◆ **THE PROBLEM**
Set down every entry exactly as it was written.

========================

// Copyright (c) 2025 Stepflow Team
// SPDX-License-Identifier: MIT OR Apache-2.0

//! Job queue: interface plus the reference in-memory implementation.
//!
//! The in-memory queue is bounded, orders by priority (descending) with
//! FIFO inside a priority class, enforces a running-job cap, and re-inserts
//! failed jobs that still have retry budget after their delay. Completed
//! and failed jobs stay queryable for a retention TTL. All mutations are
//! serialized behind one lock, so enqueue/dequeue/complete/fail are atomic
//! under concurrent workers.

use crate::error::{EngineError, Result};
use async_trait::async_trait;
use chrono::{DateTime, Utc};
use parking_lot::Mutex;
use serde::{Deserialize, Serialize};
use std::collections::HashMap;
use std::sync::Arc;
use std::time::Duration;
use tokio::sync::Notify;
use tokio::time::Instant;
use tracing::debug;
use uuid::Uuid;

/// What a job executes.
#[derive(Debug, Clone, Copy, PartialEq, Eq, Serialize, Deserialize)]
#[serde(rename_all = "lowercase")]
pub enum JobType {
    Workflow,
    Step,
}

/// Queue lifecycle status of a job.
#[derive(Debug, Clone, Copy, PartialEq, Eq, Serialize, Deserialize)]
#[serde(rename_all = "lowercase")]
pub enum JobStatus {
    Pending,
    Running,
    Completed,
    Failed,
    Retrying,
}

/// Job priority; higher dequeues first.
#[derive(Debug, Clone, Copy, PartialEq, Eq, PartialOrd, Ord, Serialize, Deserialize)]
#[serde(rename_all = "lowercase")]
pub enum JobPriority {
    Low,
    Normal,
    High,
    Critical,
}

impl Default for JobPriority {
    fn default() -> Self {
        Self::Normal
    }
}

/// Bookkeeping timestamps and tags.
#[derive(Debug, Clone, Serialize, Deserialize)]
pub struct JobMetadata {
    /// When the job was enqueued.
    pub created_at: DateTime<Utc>,
    /// When a worker picked it up.
    #[serde(default, skip_serializing_if = "Option::is_none")]
    pub started_at: Option<DateTime<Utc>>,
    /// When it reached a terminal status.
    #[serde(default, skip_serializing_if = "Option::is_none")]
    pub completed_at: Option<DateTime<Utc>>,
    /// Execution wall time in milliseconds.
    #[serde(default, skip_serializing_if = "Option::is_none")]
    pub duration_ms: Option<u64>,
    /// Free-form tags (schedule ids, trigger sources, ...).
    #[serde(default, skip_serializing_if = "Vec::is_empty")]
    pub tags: Vec<String>,
}

impl Default for JobMetadata {
    fn default() -> Self {
        Self {
            created_at: Utc::now(),
            started_at: None,
            completed_at: None,
            duration_ms: None,
            tags: Vec::new(),
        }
    }
}

/// A queued unit of work.
#[derive(Debug, Clone, Serialize, Deserialize)]
pub struct Job {
    /// Job id.
    pub id: String,
    /// Workflow the job belongs to.
    pub workflow_id: String,
    /// Step id for step-scoped jobs.
    #[serde(default, skip_serializing_if = "Option::is_none")]
    pub step_id: Option<String>,
    /// Job type.
    pub job_type: JobType,
    /// Payload passed to the worker (inputs, trigger data).
    #[serde(default)]
    pub payload: serde_json::Value,
    /// Current status.
    pub status: JobStatus,
    /// Priority class.
    #[serde(default)]
    pub priority: JobPriority,
    /// Times a worker has started this job.
    #[serde(default)]
    pub attempts: u32,
    /// Retry budget after failures.
    #[serde(default)]
    pub max_retries: u32,
    /// Delay before a retry becomes dequeueable.
    #[serde(default)]
    pub retry_delay_ms: u64,
    /// Errors collected across attempts.
    #[serde(default, skip_serializing_if = "Vec::is_empty")]
    pub errors: Vec<String>,
    /// Result recorded on completion.
    #[serde(default, skip_serializing_if = "Option::is_none")]
    pub result: Option<serde_json::Value>,
    /// Bookkeeping.
    #[serde(default)]
    pub metadata: JobMetadata,
    /// Job-level timeout hint for the worker.
    #[serde(default, skip_serializing_if = "Option::is_none")]
    pub timeout_ms: Option<u64>,
    /// Ids of jobs that must finish first.
    #[serde(default, skip_serializing_if = "Vec::is_empty")]
    pub dependencies: Vec<String>,
}

impl Job {
    /// Creates a workflow job with defaults.
    pub fn workflow(workflow_id: impl Into<String>, payload: serde_json::Value) -> Self {
        Self {
            id: Uuid::new_v4().to_string(),
            workflow_id: workflow_id.into(),
            step_id: None,
            job_type: JobType::Workflow,
            payload,
            status: JobStatus::Pending,
            priority: JobPriority::Normal,
            attempts: 0,
            max_retries: 0,
            retry_delay_ms: 1000,
            errors: Vec::new(),
            result: None,
            metadata: JobMetadata::default(),
            timeout_ms: None,
            dependencies: Vec::new(),
        }
    }

    /// Sets the priority.
    #[must_use]
    pub fn with_priority(mut self, priority: JobPriority) -> Self {
        self.priority = priority;
        self
    }

    /// Sets the retry budget.
    #[must_use]
    pub fn with_retries(mut self, max_retries: u32, retry_delay_ms: u64) -> Self {
        self.max_retries = max_retries;
        self.retry_delay_ms = retry_delay_ms;
        self
    }

    /// Adds a tag.
    #[must_use]
    pub fn with_tag(mut self, tag: impl Into<String>) -> Self {
        self.metadata.tags.push(tag.into());
        self
    }
}

/// Queue statistics.
#[derive(Debug, Clone, Default, Serialize, Deserialize)]
pub struct QueueStats {
    /// All jobs currently known to the queue (any status).
    pub total: usize,
    /// Count per status.
    pub by_status: HashMap<String, usize>,
    /// Average wait between enqueue and first dequeue, in milliseconds.
    pub avg_wait_ms: f64,
    /// Average execution time of finished jobs, in milliseconds.
    pub avg_execution_ms: f64,
}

========================

◆ **OUTPUT FOR THIS TASK**
// Copyright (c) 2025 Stepflow Team
// SPDX-License-Identifier: MIT OR Apache-2.0

//! Job queue: interface plus the reference in-memory implementation.
//!
//! The in-memory queue is bounded, orders by priority (descending) with
//! FIFO inside a priority class, enforces a running-job cap, and re-inserts
//! failed jobs that still have retry budget after their delay. Completed
//! and failed jobs stay queryable for a retention TTL. All mutations are
//! serialized behind one lock, so enqueue/dequeue/complete/fail are atomic
//! under concurrent workers.

use crate::error::{EngineError, Result};
use async_trait::async_trait;
use chrono::{DateTime, Utc};
use parking_lot::Mutex;
use serde::{Deserialize, Serialize};
use std::collections::HashMap;
use std::sync::Arc;
use std::time::Duration;
use tokio::sync::Notify;
use tokio::time::Instant;
use tracing::debug;
use uuid::Uuid;

/// What a job executes.
#[derive(Debug, Clone, Copy, PartialEq, Eq, Serialize, Deserialize)]
#[serde(rename_all = "lowercase")]
pub enum JobType {
    Workflow,
    Step,
}

/// Queue lifecycle status of a job.
#[derive(Debug, Clone, Copy, PartialEq, Eq, Serialize, Deserialize)]
#[serde(rename_all = "lowercase")]
pub enum JobStatus {
    Pending,
    Running,
    Completed,
    Failed,
    Retrying,
}

/// Job priority; higher dequeues first.
#[derive(Debug, Clone, Copy, PartialEq, Eq, PartialOrd, Ord, Serialize, Deserialize)]
#[serde(rename_all = "lowercase")]
pub enum JobPriority {
    Low,
    Normal,
    High,
    Critical,
}

impl Default for JobPriority {
    fn default() -> Self {
        Self::Normal
    }
}

/// Bookkeeping timestamps and tags.
#[derive(Debug, Clone, Serialize, Deserialize)]
pub struct JobMetadata {
    /// When the job was enqueued.
    pub created_at: DateTime<Utc>,
    /// When a worker picked it up.
    #[serde(default, skip_serializing_if = "Option::is_none")]
    pub started_at: Option<DateTime<Utc>>,
    /// When it reached a terminal status.
    #[serde(default, skip_serializing_if = "Option::is_none")]
    pub completed_at: Option<DateTime<Utc>>,
    /// Execution wall time in milliseconds.
    #[serde(default, skip_serializing_if = "Option::is_none")]
    pub duration_ms: Option<u64>,
    /// Free-form tags (schedule ids, trigger sources, ...).
    #[serde(default, skip_serializing_if = "Vec::is_empty")]
    pub tags: Vec<String>,
}

impl Default for JobMetadata {
    fn default() -> Self {
        Self {
            created_at: Utc::now(),
            started_at: None,
            completed_at: None,
            duration_ms: None,
            tags: Vec::new(),
        }
    }
}

/// A queued unit of work.
#[derive(Debug, Clone, Serialize, Deserialize)]
pub struct Job {
    /// Job id.
    pub id: String,
    /// Workflow the job belongs to.
    pub workflow_id: String,
    /// Step id for step-scoped jobs.
    #[serde(default, skip_serializing_if = "Option::is_none")]
    pub step_id: Option<String>,
    /// Job type.
    pub job_type: JobType,
    /// Payload passed to the worker (inputs, trigger data).
    #[serde(default)]
    pub payload: serde_json::Value,
    /// Current status.
    pub status: JobStatus,
    /// Priority class.
    #[serde(default)]
    pub priority: JobPriority,
    /// Times a worker has started this job.
    #[serde(default)]
    pub attempts: u32,
    /// Retry budget after failures.
    #[serde(default)]
    pub max_retries: u32,
    /// Delay before a retry becomes dequeueable.
    #[serde(default)]
    pub retry_delay_ms: u64,
    /// Errors collected across attempts.
    #[serde(default, skip_serializing_if = "Vec::is_empty")]
    pub errors: Vec<String>,
    /// Result recorded on completion.
    #[serde(default, skip_serializing_if = "Option::is_none")]
    pub result: Option<serde_json::Value>,
    /// Bookkeeping.
    #[serde(default)]
    pub metadata: JobMetadata,
    /// Job-level timeout hint for the worker.
    #[serde(default, skip_serializing_if = "Option::is_none")]
    pub timeout_ms: Option<u64>,
    /// Ids of jobs that must finish first.
    #[serde(default, skip_serializing_if = "Vec::is_empty")]
    pub dependencies: Vec<String>,
}

impl Job {
    /// Creates a workflow job with defaults.
    pub fn workflow(workflow_id: impl Into<String>, payload: serde_json::Value) -> Self {
        Self {
            id: Uuid::new_v4().to_string(),
            workflow_id: workflow_id.into(),
            step_id: None,
            job_type: JobType::Workflow,
            payload,
            status: JobStatus::Pending,
            priority: JobPriority::Normal,
            attempts: 0,
            max_retries: 0,
            retry_delay_ms: 1000,
            errors: Vec::new(),
            result: None,
            metadata: JobMetadata::default(),
            timeout_ms: None,
            dependencies: Vec::new(),
        }
    }

    /// Sets the priority.
    #[must_use]
    pub fn with_priority(mut self, priority: JobPriority) -> Self {
        self.priority = priority;
        self
    }

    /// Sets the retry budget.
    #[must_use]
    pub fn with_retries(mut self, max_retries: u32, retry_delay_ms: u64) -> Self {
        self.max_retries = max_retries;
        self.retry_delay_ms = retry_delay_ms;
        self
    }

    /// Adds a tag.
    #[must_use]
    pub fn with_tag(mut self, tag: impl Into<String>) -> Self {
        self.metadata.tags.push(tag.into());
        self
    }
}

/// Queue statistics.
#[derive(Debug, Clone, Default, Serialize, Deserialize)]
pub struct QueueStats {
    /// All jobs currently known to the queue (any status).
    pub total: usize,
    /// Count per status.
    pub by_status: HashMap<String, usize>,
    /// Average wait between enqueue and first dequeue, in milliseconds.
    pub avg_wait_ms: f64,
    /// Average execution time of finished jobs, in milliseconds.
    pub avg_execution_ms: f64,
}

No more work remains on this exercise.